* WHAT IS NEEDED
Please transcribe the data that follows, keeping every line exact.

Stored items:

//! Collection subcommand implementations.
//!
//! These work on the local store directly, without going through the HTTP
//! API, and share its validation rules.

use anyhow::{Context, Result};
use clap::{Args, Subcommand};
use colored::Colorize;
use uuid::Uuid;

use cardvault_core::collection::{
    AddEntryRequest, CollectionParams, CollectionQuery, UpdateEntryRequest, add_card,
    collection_stats, search_collection,
};
use cardvault_core::{CollectionStore, UserId};

use crate::config::Settings;
use crate::output;

#[derive(Args, Debug)]
pub struct CollectionCommand {
    /// Collection owner
    #[arg(long, short, global = true, default_value = "local")]
    pub user: String,

    #[command(subcommand)]
    pub command: CollectionSubcommand,
}

#[derive(Subcommand, Debug)]
pub enum CollectionSubcommand {
    /// Add copies of a card
    Add(AddArgs),

    /// List and filter owned cards
    List(ListArgs),

    /// Change an entry
    Update(UpdateArgs),

    /// Remove an entry
    Remove(RemoveArgs),

    /// Summarize the collection
    Stats(StatsArgs),
}

#[derive(Args, Debug)]
pub struct AddArgs {
    /// Card id
    pub scryfall_id: String,

    #[arg(long, short)]
    pub quantity: Option<i64>,

    /// mint, near_mint, excellent, good, light_played, played or poor
    #[arg(long)]
    pub condition: Option<String>,

    #[arg(long)]
    pub foil: bool,

    #[arg(long)]
    pub notes: Option<String>,
}

#[derive(Args, Debug)]
pub struct ListArgs {
    /// Name or notes contains
    #[arg(long)]
    pub q: Option<String>,

    /// Colors (comma separated)
    #[arg(long)]
    pub colors: Option<String>,

    /// Type line contains any of (comma separated)
    #[arg(long)]
    pub types: Option<String>,

    /// Set codes (comma separated)
    #[arg(long)]
    pub sets: Option<String>,

    #[arg(long)]
    pub cmc_min: Option<String>,

    #[arg(long)]
    pub cmc_max: Option<String>,

    /// Rarities (comma separated)
    #[arg(long)]
    pub rarity: Option<String>,

    /// name, cmc, rarity, set or created_at
    #[arg(long)]
    pub sort: Option<String>,

    /// asc or desc
    #[arg(long)]
    pub order: Option<String>,

    #[arg(long)]
    pub page: Option<String>,

    #[arg(long)]
    pub limit: Option<String>,

    /// Print the page as JSON
    #[arg(long)]
    pub json: bool,
}

#[derive(Args, Debug)]
pub struct UpdateArgs {
    /// Entry id
    pub id: String,

    #[arg(long, short)]
    pub quantity: Option<i64>,

    #[arg(long)]
    pub condition: Option<String>,

    #[arg(long)]
    pub foil: Option<bool>,

    /// New notes; an empty string clears them
    #[arg(long)]
    pub notes: Option<String>,
}

#[derive(Args, Debug)]
pub struct RemoveArgs {
    /// Entry id
    pub id: String,
}

#[derive(Args, Debug)]
pub struct StatsArgs {
    /// Pretty-print JSON output
    #[arg(long)]
    pub pretty: bool,
}

pub async fn handle(cmd: CollectionCommand, settings: Settings) -> Result<()> {
    let user = UserId::new(cmd.user.as_str()).context("Invalid user id")?;

    match cmd.command {
        CollectionSubcommand::Add(args) => add(args, &user, &settings).await,
        CollectionSubcommand::List(args) => list(args, &user, &settings).await,
        CollectionSubcommand::Update(args) => update(args, &user, &settings).await,
        CollectionSubcommand::Remove(args) => remove(args, &user, &settings).await,
        CollectionSubcommand::Stats(args) => stats(args, &user, &settings).await,
    }
}

fn entry_id(raw: &str) -> Result<Uuid> {
    Uuid::parse_str(raw).with_context(|| format!("'{}' is not a valid entry id", raw))
}

async fn add(args: AddArgs, user: &UserId, settings: &Settings) -> Result<()> {
    let new = AddEntryRequest {
        scryfall_id: Some(args.scryfall_id),
        quantity: args.quantity,
        condition: args.condition,
        foil: Some(args.foil),
        notes: args.notes,
    }
    .validate()?;

    let gateway = settings.gateway()?;
    let store = settings.store()?;
    let outcome = add_card(&gateway, &store, user, new)
        .await
        .context("Failed to add card")?;

    let verb = if outcome.merged { "Merged into" } else { "Created" };
    output::success(&format!("{} entry {}", verb, outcome.entry.id));
    output::field("Quantity", &outcome.entry.quantity.to_string());
    output::field("Condition", outcome.entry.condition.as_str());
    output::field("Foil", &outcome.entry.foil.to_string());
    Ok(())
}

async fn list(args: ListArgs, user: &UserId, settings: &Settings) -> Result<()> {
    let params = CollectionParams {
        q: args.q,
        colors: args.colors,
        types: args.types,
        sets: args.sets,
        cmc_min: args.cmc_min,
        cmc_max: args.cmc_max,
        rarity: args.rarity,
        sort: args.sort,
        order: args.order,
        page: args.page,
        limit: args.limit,
    };
    let query = CollectionQuery::from_params(&params)?;
    let store = settings.store()?;
    let page = search_collection(&store, user, &query).await?;

    if args.json {
        return output::json_pretty(&page);
    }

    if page.data.is_empty() {
        eprintln!("{}", "No cards found.".dimmed());
        return Ok(());
    }
    page.data.iter().for_each(output::entry_line);
    eprintln!();
    eprintln!(
        "{}: {} of {} (page {})",
        "Showing".dimmed(),
        page.data.len(),
        page.total,
        page.page
    );
    if page.has_more {
        output::next_page(page.page);
    }
    Ok(())
}

async fn update(args: UpdateArgs, user: &UserId, settings: &Settings) -> Result<()> {
    let id = entry_id(&args.id)?;
    let update = UpdateEntryRequest {
        quantity: args.quantity,
        condition: args.condition,
        foil: args.foil,
        notes: args.notes,
    }
    .validate()?;

    let entry = settings.store()?.update_entry(user, id, update).await?;
    output::success(&format!("Updated entry {}", entry.id));
    output::json_pretty(&entry)
}

async fn remove(args: RemoveArgs, user: &UserId, settings: &Settings) -> Result<()> {
    let id = entry_id(&args.id)?;
    settings.store()?.remove_entry(user, id).await?;
    output::success(&format!("Removed entry {}", id));
    Ok(())
}

async fn stats(args: StatsArgs, user: &UserId, settings: &Settings) -> Result<()> {
    let stats = collection_stats(&settings.store()?, user).await?;
    if args.pretty {
        output::json_pretty(&stats)
    } else {
        output::json(&stats)
    }
}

* WRITTEN REPLY
//! Collection subcommand implementations.
//!
//! These work on the local store directly, without going through the HTTP
//! API, and share its validation rules.

use anyhow::{Context, Result};
use clap::{Args, Subcommand};
use colored::Colorize;
use uuid::Uuid;

use cardvault_core::collection::{
    AddEntryRequest, CollectionParams, CollectionQuery, UpdateEntryRequest, add_card,
    collection_stats, search_collection,
};
use cardvault_core::{CollectionStore, UserId};

use crate::config::Settings;
use crate::output;

#[derive(Args, Debug)]
pub struct CollectionCommand {
    /// Collection owner
    #[arg(long, short, global = true, default_value = "local")]
    pub user: String,

    #[command(subcommand)]
    pub command: CollectionSubcommand,
}

#[derive(Subcommand, Debug)]
pub enum CollectionSubcommand {
    /// Add copies of a card
    Add(AddArgs),

    /// List and filter owned cards
    List(ListArgs),

    /// Change an entry
    Update(UpdateArgs),

    /// Remove an entry
    Remove(RemoveArgs),

    /// Summarize the collection
    Stats(StatsArgs),
}

#[derive(Args, Debug)]
pub struct AddArgs {
    /// Card id
    pub scryfall_id: String,

    #[arg(long, short)]
    pub quantity: Option<i64>,

    /// mint, near_mint, excellent, good, light_played, played or poor
    #[arg(long)]
    pub condition: Option<String>,

    #[arg(long)]
    pub foil: bool,

    #[arg(long)]
    pub notes: Option<String>,
}

#[derive(Args, Debug)]
pub struct ListArgs {
    /// Name or notes contains
    #[arg(long)]
    pub q: Option<String>,

    /// Colors (comma separated)
    #[arg(long)]
    pub colors: Option<String>,

    /// Type line contains any of (comma separated)
    #[arg(long)]
    pub types: Option<String>,

    /// Set codes (comma separated)
    #[arg(long)]
    pub sets: Option<String>,

    #[arg(long)]
    pub cmc_min: Option<String>,

    #[arg(long)]
    pub cmc_max: Option<String>,

    /// Rarities (comma separated)
    #[arg(long)]
    pub rarity: Option<String>,

    /// name, cmc, rarity, set or created_at
    #[arg(long)]
    pub sort: Option<String>,

    /// asc or desc
    #[arg(long)]
    pub order: Option<String>,

    #[arg(long)]
    pub page: Option<String>,

    #[arg(long)]
    pub limit: Option<String>,

    /// Print the page as JSON
    #[arg(long)]
    pub json: bool,
}

#[derive(Args, Debug)]
pub struct UpdateArgs {
    /// Entry id
    pub id: String,

    #[arg(long, short)]
    pub quantity: Option<i64>,

    #[arg(long)]
    pub condition: Option<String>,

    #[arg(long)]
    pub foil: Option<bool>,

    /// New notes; an empty string clears them
    #[arg(long)]
    pub notes: Option<String>,
}

#[derive(Args, Debug)]
pub struct RemoveArgs {
    /// Entry id
    pub id: String,
}

#[derive(Args, Debug)]
pub struct StatsArgs {
    /// Pretty-print JSON output
    #[arg(long)]
    pub pretty: bool,
}

pub async fn handle(cmd: CollectionCommand, settings: Settings) -> Result<()> {
    let user = UserId::new(cmd.user.as_str()).context("Invalid user id")?;

    match cmd.command {
        CollectionSubcommand::Add(args) => add(args, &user, &settings).await,
        CollectionSubcommand::List(args) => list(args, &user, &settings).await,
        CollectionSubcommand::Update(args) => update(args, &user, &settings).await,
        CollectionSubcommand::Remove(args) => remove(args, &user, &settings).await,
        CollectionSubcommand::Stats(args) => stats(args, &user, &settings).await,
    }
}

fn entry_id(raw: &str) -> Result<Uuid> {
    Uuid::parse_str(raw).with_context(|| format!("'{}' is not a valid entry id", raw))
}

async fn add(args: AddArgs, user: &UserId, settings: &Settings) -> Result<()> {
    let new = AddEntryRequest {
        scryfall_id: Some(args.scryfall_id),
        quantity: args.quantity,
        condition: args.condition,
        foil: Some(args.foil),
        notes: args.notes,
    }
    .validate()?;

    let gateway = settings.gateway()?;
    let store = settings.store()?;
    let outcome = add_card(&gateway, &store, user, new)
        .await
        .context("Failed to add card")?;

    let verb = if outcome.merged { "Merged into" } else { "Created" };
    output::success(&format!("{} entry {}", verb, outcome.entry.id));
    output::field("Quantity", &outcome.entry.quantity.to_string());
    output::field("Condition", outcome.entry.condition.as_str());
    output::field("Foil", &outcome.entry.foil.to_string());
    Ok(())
}

async fn list(args: ListArgs, user: &UserId, settings: &Settings) -> Result<()> {
    let params = CollectionParams {
        q: args.q,
        colors: args.colors,
        types: args.types,
        sets: args.sets,
        cmc_min: args.cmc_min,
        cmc_max: args.cmc_max,
        rarity: args.rarity,
        sort: args.sort,
        order: args.order,
        page: args.page,
        limit: args.limit,
    };
    let query = CollectionQuery::from_params(&params)?;
    let store = settings.store()?;
    let page = search_collection(&store, user, &query).await?;

    if args.json {
        return output::json_pretty(&page);
    }

    if page.data.is_empty() {
        eprintln!("{}", "No cards found.".dimmed());
        return Ok(());
    }
    page.data.iter().for_each(output::entry_line);
    eprintln!();
    eprintln!(
        "{}: {} of {} (page {})",
        "Showing".dimmed(),
        page.data.len(),
        page.total,
        page.page
    );
    if page.has_more {
        output::next_page(page.page);
    }
    Ok(())
}

async fn update(args: UpdateArgs, user: &UserId, settings: &Settings) -> Result<()> {
    let id = entry_id(&args.id)?;
    let update = UpdateEntryRequest {
        quantity: args.quantity,
        condition: args.condition,
        foil: args.foil,
        notes: args.notes,
    }
    .validate()?;

    let entry = settings.store()?.update_entry(user, id, update).await?;
    output::success(&format!("Updated entry {}", entry.id));
    output::json_pretty(&entry)
}

async fn remove(args: RemoveArgs, user: &UserId, settings: &Settings) -> Result<()> {
    let id = entry_id(&args.id)?;
    settings.store()?.remove_entry(user, id).await?;
    output::success(&format!("Removed entry {}", id));
    Ok(())
}

async fn stats(args: StatsArgs, user: &UserId, settings: &Settings) -> Result<()> {
    let stats = collection_stats(&settings.store()?, user).await?;
    if args.pretty {
        output::json_pretty(&stats)
    } else {
        output::json(&stats)
    }
}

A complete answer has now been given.